Kolstad said he would be bringing "a wink and a nod" to the style of world building and character development from his film franchise John Wick. Feige said the series would be more of a reflection of the real world than previous MCU projects, with composer Henry Jackman saying the series deals with "less comfortable... weighty issues" such as what kind of person should hold the shield and how a Black man would feel about being Captain America. Skogland added that other topical, "hard-to-talk about issues" that the series explores include ideas of patriotism and extremism, asking the questions: "Who is an American, and who gets to decide what principles the country stands for? What compels people to take extreme actions in the name of what they believe is patriotism?" Skogland noted that Captain America has always been used to explore political ideas, since the character's first comic book in 1941 where he was depicted punching Adolf Hitler. Stan said viewers would be able to compare events in the series to the 2021 storming of the United States Capitol, though this was unintentional since the series was written before that event.

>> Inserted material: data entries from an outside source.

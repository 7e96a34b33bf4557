//! A script used to generate the CRDs used by this project.
//!
//! Any time a CRD spec changes, this script can be run to ensure that the CRDs are up-to-date and
//! ready to be synced with the cluster.

use anyhow::{Context, Result};
use kube::CustomResourceExt;
use quorum_core::crd::DatabaseCluster;

fn main() -> Result<()> {
    let canon = std::fs::canonicalize("..").context("error getting canonical path of current dir")?;
    let crds_path = canon.join("k8s").join("crds");
    std::fs::create_dir_all(&crds_path).with_context(|| format!("error creating CRD dir {:?}", &crds_path))?;

    let cluster = DatabaseCluster::crd();
    let cluster_yaml = serde_yaml::to_string(&cluster).context("error serializing DatabaseCluster CRD to yaml")?;
    std::fs::write(crds_path.join("databasecluster.yaml"), &cluster_yaml)
        .with_context(|| format!("error writing DatabaseCluster CRD to {:?}", &crds_path))?;
    println!("DatabaseCluster CRD written to {:?}", &crds_path);

    Ok(())
}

The Blip—where half of all life in the universe disappeared in Avengers: Infinity War (2018) and returned during Endgame—is The Falcon and the Winter Soldiers "primary source of conflict" with the characters all responding to it, with Spellman noting they wanted this crisis to be something viewers could identify with, adding the heroes, their problems, and their worldviews were "of the times". Spellman made a parallel connection between the Blip and the COVID-19 pandemic, since the series' setting was described as "a world striving for stability after a global catastrophe". He felt that a global event like the Blip or a pandemic could unite or divide, and each episode of the series is defined by this "push-pull". One of the series' antagonists, the Flag Smashers, are an anarchist, anti-patriotism group who believe the world was better during the Blip and were "born" out of that event. The Flag Smashers and Helmut Zemo all believe they are heroes and are responding to the Blip with views that the protagonists and wider population concede to contain valid points. Skogland believed setting the series six months after the Blip was critical, as that is when the complications of everyone returning begin to surpass the initial shock and joy. Co-executive producer Zoie Nagelhout and Moore said the series would show Wilson and Barnes attempting to figure out their identities, and the Blip would affect this. Spellman added that identity is one of the main themes of The Falcon and the Winter Soldier, with the story forcing Wilson, Barnes, Sharon Carter, and Zemo to each "rethink how they see themselves and confront how the world sees them".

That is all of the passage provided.